TK_Liew · July 30, 2014, 12:24pm

Hi,

Thank for your info.

No I can’t see the attached image.

Believe this is a central site. As mentioned in your first post you had poor performance over SpeedFusion even single Smtp session. May I know how you measure this (single Smtp session)? Your mail server sit in central site?

Can you share what is the services using between central and remote site? Traffics behavior are mostly download from central to remote sites?

breathevalue · July 30, 2014, 2:08pm

Attaching the images again. The whole point of attaching the images is that they are a necessary part of the description of the issue I’m seeing …

The first image shows a period where there is initially no speedfusion activity, then a single smtp over speedfusion transaction is initiated (its a message send via smtp of an email with an attach, the bulk of that traffic flow will consist of data moved from the LAN to a speedfusion peer). Initially things look semi-normal, then the latency measurement shown on the speedfusion plot begins to climb into the stratosphere. It stays up there for a long while after the smtp transaction is cancelled. Eventually as shown in the second image, the latency goes back down to normal.

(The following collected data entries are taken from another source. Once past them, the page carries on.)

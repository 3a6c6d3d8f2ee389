//! Logging bootstrap for the binary
//!
//! The library only emits records through `log`; installing a backend is left
//! to the process entry point.

use env_logger::{Builder, Env};
use log::LevelFilter;

/// Environment variable holding `env_logger` filter directives
pub const LOG_ENV: &str = "DAYPORT_LOG";

/// Map repeated `-v` flags onto a level, starting from warnings
pub fn level_for_verbosity(verbosity: u8) -> LevelFilter {
    match verbosity {
        0 => LevelFilter::Warn,
        1 => LevelFilter::Info,
        2 => LevelFilter::Debug,
        _ => LevelFilter::Trace,
    }
}

/// Install the stderr logger. `DAYPORT_LOG`, when set, wins over `verbosity`.
pub fn init(verbosity: u8) {
    let mut builder = Builder::new();
    builder
        .filter_level(level_for_verbosity(verbosity))
        .format_timestamp(None)
        .parse_env(Env::new().filter(LOG_ENV));

    // A second initialization (e.g. from tests) keeps the first logger.
    let _ = builder.try_init();
}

During the whole period, non-speedfusion traffic moved normally – ICMP ping packets during the period shown were in the range of 600-1000ms

(Note* – I can’t control the image order – the images are shown inline in the order opposite to that described)

TK_Liew · July 31, 2014, 10:51am

Hi,

Appreciate if you can open ticket at here.

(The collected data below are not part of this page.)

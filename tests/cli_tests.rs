//! Integration tests for the dayport binary

#![allow(deprecated)]

use predicates::prelude::*;
use std::fs;
use tempfile::TempDir;

mod common;
use common::{dayport_cmd, member_names, photo_members};

const POSTS: &str = r#"[
    {"timestamp": 1600000000, "title": "Status", "tags": ["x"],
     "data": [{"post": "hello"}],
     "attachments": [{"data": [{"media": {"uri": "photos/a.jpg",
        "media_metadata": {"photo_metadata": {"latitude": 45.5, "longitude": -122.6}}}}]}]},
    {"data": [{"media": {"uri": "photos/b.jpg", "media_metadata": {"photo_metadata": {}}}}]}
]"#;

fn write_export(root: &std::path::Path) {
    fs::create_dir_all(root.join("posts")).unwrap();
    fs::create_dir_all(root.join("photos")).unwrap();
    fs::write(root.join("posts/your_posts_1.json"), POSTS).unwrap();
    fs::write(root.join("photos/a.jpg"), b"same").unwrap();
    fs::write(root.join("photos/b.jpg"), b"same").unwrap();
}

#[test]
fn test_import_export_directory() {
    let temp = TempDir::new().unwrap();
    write_export(&temp.path().join("export"));
    let output = temp.path().join("out.zip");

    dayport_cmd()
        .current_dir(temp.path())
        .arg("import")
        .arg("--facebook")
        .arg("export")
        .arg("--name")
        .arg("My Facebook")
        .arg("--output")
        .arg(&output)
        .assert()
        .success()
        .stdout(predicate::str::contains("Exported 2 entries with 2 photos"));

    let names = member_names(&output);
    assert!(names.contains("My Facebook.json"));
    assert_eq!(photo_members(&output).len(), 1);
}

#[test]
fn test_import_posts_file_with_media_root() {
    let temp = TempDir::new().unwrap();
    let export = temp.path().join("export");
    write_export(&export);
    let output = temp.path().join("out.zip");

    dayport_cmd()
        .current_dir(temp.path())
        .arg("import")
        .arg("--posts")
        .arg(export.join("posts/your_posts_1.json"))
        .arg("--media-root")
        .arg(&export)
        .arg("-o")
        .arg(&output)
        .assert()
        .success();

    assert!(member_names(&output).contains("Facebook.json"));
}

#[test]
fn test_import_missing_photo_fails() {
    let temp = TempDir::new().unwrap();
    let export = temp.path().join("export");
    write_export(&export);
    let output = temp.path().join("out.zip");

    // Without --media-root, photo paths resolve against posts/ and are missing.
    dayport_cmd()
        .current_dir(temp.path())
        .arg("import")
        .arg("--posts")
        .arg(export.join("posts/your_posts_1.json"))
        .arg("-o")
        .arg(&output)
        .assert()
        .code(4)
        .stderr(predicate::str::contains("--media-root"));

    assert!(!output.exists());
}

#[test]
fn test_import_malformed_posts() {
    let temp = TempDir::new().unwrap();
    fs::write(temp.path().join("posts.json"), "{ broken").unwrap();

    dayport_cmd()
        .current_dir(temp.path())
        .arg("import")
        .arg("--posts")
        .arg("posts.json")
        .assert()
        .code(2);

    assert!(!temp.path().join("journal.zip").exists());
}

#[test]
fn test_dump_prints_journal() {
    let temp = TempDir::new().unwrap();
    write_export(&temp.path().join("export"));

    dayport_cmd()
        .current_dir(temp.path())
        .args(["import", "--facebook", "export"])
        .assert()
        .success();

    dayport_cmd()
        .current_dir(temp.path())
        .args(["dump", "journal.zip"])
        .assert()
        .success()
        .stdout(predicate::str::contains("\"version\": \"1.0\""))
        .stdout(predicate::str::contains("\"creationDate\": \"2020-09-13T12:26:40Z\""))
        .stdout(predicate::str::contains("# Status\\nhello"))
        .stdout(predicate::str::contains("\"Facebook-Post\""))
        .stdout(predicate::str::contains("\"md5\""));
}

#[test]
fn test_repack_round_trip() {
    let temp = TempDir::new().unwrap();
    write_export(&temp.path().join("export"));

    dayport_cmd()
        .current_dir(temp.path())
        .args(["import", "--facebook", "export"])
        .assert()
        .success();

    dayport_cmd()
        .current_dir(temp.path())
        .args(["repack", "journal.zip", "copy.zip"])
        .assert()
        .success()
        .stdout(predicate::str::contains("Repacked 1 journal and 1 photo"));

    assert_eq!(
        member_names(&temp.path().join("journal.zip")),
        member_names(&temp.path().join("copy.zip"))
    );
}

#[test]
fn test_config_file_names_journal() {
    let temp = TempDir::new().unwrap();
    fs::write(
        temp.path().join("dayport.toml"),
        "[journal]\nname = \"Configured\"\n\n[geocode]\nenabled = false\n",
    )
    .unwrap();

    dayport_cmd()
        .current_dir(temp.path())
        .arg("import")
        .assert()
        .success()
        .stdout(predicate::str::contains("Exported 0 entries"));

    assert!(member_names(&temp.path().join("journal.zip")).contains("Configured.json"));
}

#[test]
fn test_missing_explicit_config() {
    let temp = TempDir::new().unwrap();

    dayport_cmd()
        .current_dir(temp.path())
        .args(["--config", "absent.toml", "import"])
        .assert()
        .failure()
        .stderr(predicate::str::contains("Config file not found"));
}

#[test]
fn test_dump_missing_archive() {
    let temp = TempDir::new().unwrap();

    dayport_cmd()
        .current_dir(temp.path())
        .args(["dump", "nothing.zip"])
        .assert()
        .failure();
}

breathevalue · August 2, 2014, 5:14am

I actually think I figured out the problem (or a portion of it) and found a suitable workaround.

In the course of investigating another issue, I stumbled across a change which also addressed this. I was seeing worse network performance than I expected when there was ‘heavy upload’ activity on the link (for such a small link this means a few active http file uploads was more than sufficient). Such activity was very strongly impacting the achieved network receive throughput – much more so than I would’ve expected over a full-duplex link. The issue ended up being the ‘upload bandwidth’ parameter on the peplink WAN – this parameter was configured to match the upload capacity of the tx channel of our link – 96 kbps. Apparently this parameter has the affect of setting a queue or buffer size or having the peplink enforce some traffic shaping/policing to that configured capacity – I think I will do some experiments to determine exactly what the behavior of that parameter is but that will have to be at a later time … Whatever the traffic queuing behavior on the peplink is – its not a good choice for our small link’s outbound traffic. With the outbound bottleneck at the peplink, it was very easy for active flows to have an over-stated advantage over less active flows and essentially starve tcp acks and new tcp connections.

I instead configured the ‘upload bandwidth’ on the link to be significantly greater than the actual channel capacity – this has the affect of moving the outbound traffic bottleneck forward to the edge gateway device. The edge gateway device for this link is a cisco 2811 router – by default a cisco router uses flow based weighted fair queuing as the queueing mechanism for all links with less than 2Mbps bandwidth. This queueing algorithm has the effect of causing flows to quickly converge on a rough split of the channel capacity while avoiding the ability for an active flow to starve out new connections and less active flows (ack responses and new tcp connections). Its the default for links with less than 2Mbps capacity because its behavior is well-suited to very low bandwidth links.

This change solved the ‘upload activity overly slows network’ issue and also had the effect of solving the issue of ever-rising speedfusion latency. It seems that speedfusion is now able to find the correct packet flow rate and continue forward progress in a more appropriate manner … The latency value graphed in the speedfusion performance ui still rises when there is an active speedfusion flow – but it stops around 5-6000ms and stays there while the flow is active rather than rising towards infinity as it did before …

Let me know if you still want me to open a ticket.

TK_Liew · August 3, 2014, 3:57pm

breathevalue:

I actually think I figured out the problem (or a portion of it) and found a suitable workaround.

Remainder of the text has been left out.